Parameter Identification Method of Large Macro-Micro Coupled Constitutive Models Based on Identifiability Analysis

Large and complex macro-micro coupled constitutive models, which describe metal flow and microstructure evolution during metal forming, are sometimes overparameterized with respect to given sets of experimental datum. This results in poorly identifiable or non-identifiable model parameters. In this paper, a systemic parameter identification method for the large macro-micro coupled constitutive models is proposed. This method is based on the global and local identifiability analysis, in which two identifiability measures are adopted. The first measure accounts for the sensitivity of model results with respect to single parameters, and the second measure accounts for the degree of near-linear dependence of sensitivity functions of parameter subsets. The global identifiability analysis adopts a sampling strategy with only a limited number of model evaluations, and the strategy is a combination of Latin-hypercube sampling, one-factor-at-a-time sampling and elitism preservation strategy. The global identifiability index is the integration of the corresponding local index. A hybrid global optimization method is designed to identify the parameter.
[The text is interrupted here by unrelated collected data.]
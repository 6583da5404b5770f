//! Extractor for the authenticated user.
//!
//! Requests authenticate with `Authorization: Bearer <token>`. The token must verify against the
//! configured secret *and* match a row in the `sessions` table, so signing out (deleting the row)
//! revokes a token that has not expired yet.

use axum::{
    extract::FromRequestParts,
    http::{header::AUTHORIZATION, request::Parts},
};
use tracing::{debug, instrument, trace};

use crate::{
    AppState,
    api::models::users::CurrentUser,
    auth::session,
    db::store::SessionStore,
    errors::{Error, Result},
};

/// Pull the bearer token out of the `Authorization` header
fn bearer_token(parts: &Parts) -> Result<&str> {
    let header = parts.headers.get(AUTHORIZATION).ok_or_else(|| {
        trace!("No Authorization header");
        Error::Unauthenticated { message: None }
    })?;

    let value = header.to_str().map_err(|_| Error::Unauthenticated {
        message: Some("Invalid authorization header".to_string()),
    })?;

    // Auth schemes are case-insensitive
    value
        .split_once(' ')
        .filter(|(scheme, _)| scheme.eq_ignore_ascii_case("bearer"))
        .map(|(_, token)| token.trim())
        .filter(|token| !token.is_empty())
        .ok_or(Error::Unauthenticated { message: None })
}

impl FromRequestParts<AppState> for CurrentUser {
    type Rejection = Error;

    #[instrument(skip(parts, state))]
    async fn from_request_parts(parts: &mut Parts, state: &AppState) -> Result<Self> {
        let token = bearer_token(parts)?;
        let user = session::verify_session_token(token, &state.config)?;

        match state.storage.find_session_by_token(token).await? {
            Some(stored) if stored.user_id == user.id => {
                debug!("Authenticated user {}", user.id);
                Ok(user)
            }
            Some(_) => {
                debug!("Session belongs to a different user than the token claims");
                Err(Error::Unauthenticated { message: None })
            }
            None => {
                trace!("No session stored for token");
                Err(Error::Unauthenticated { message: None })
            }
        }
    }
}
Firstly, the genetic algorithm is adopted to identify the model parameter rudely, and then the obtained parameter is further refined through the improved Levenberg-Marquardt algorithm. The niching method is used to maintain the population diversity and to choose the initial value for the Levenberg-Marquardt algorithm. A transition criterion between the genetic algorithm and the Levenberg-Marquardt algorithm is proposed, through the improvement on the average objective function value of the chromosomes and the objective function value of the best chromosome. During optimization by the Levenberg-Marquardt algorithm, the local identifiability analysis is taken at the beginning stage of each iteration, and then the variable with poor identifiability remains unchanged in this iteration; the problem of violation constraint for some solution is solved through adjusting the search step length. At last, taking Ti-6Al-4V as an example, a set of satisfactory material parameters is obtained. The calculated results agree with the experimental results well. The identified results show that some parameters involved in the model are poorly identifiable; at the same time, the identifiability analysis method can provide a guide to experiment design.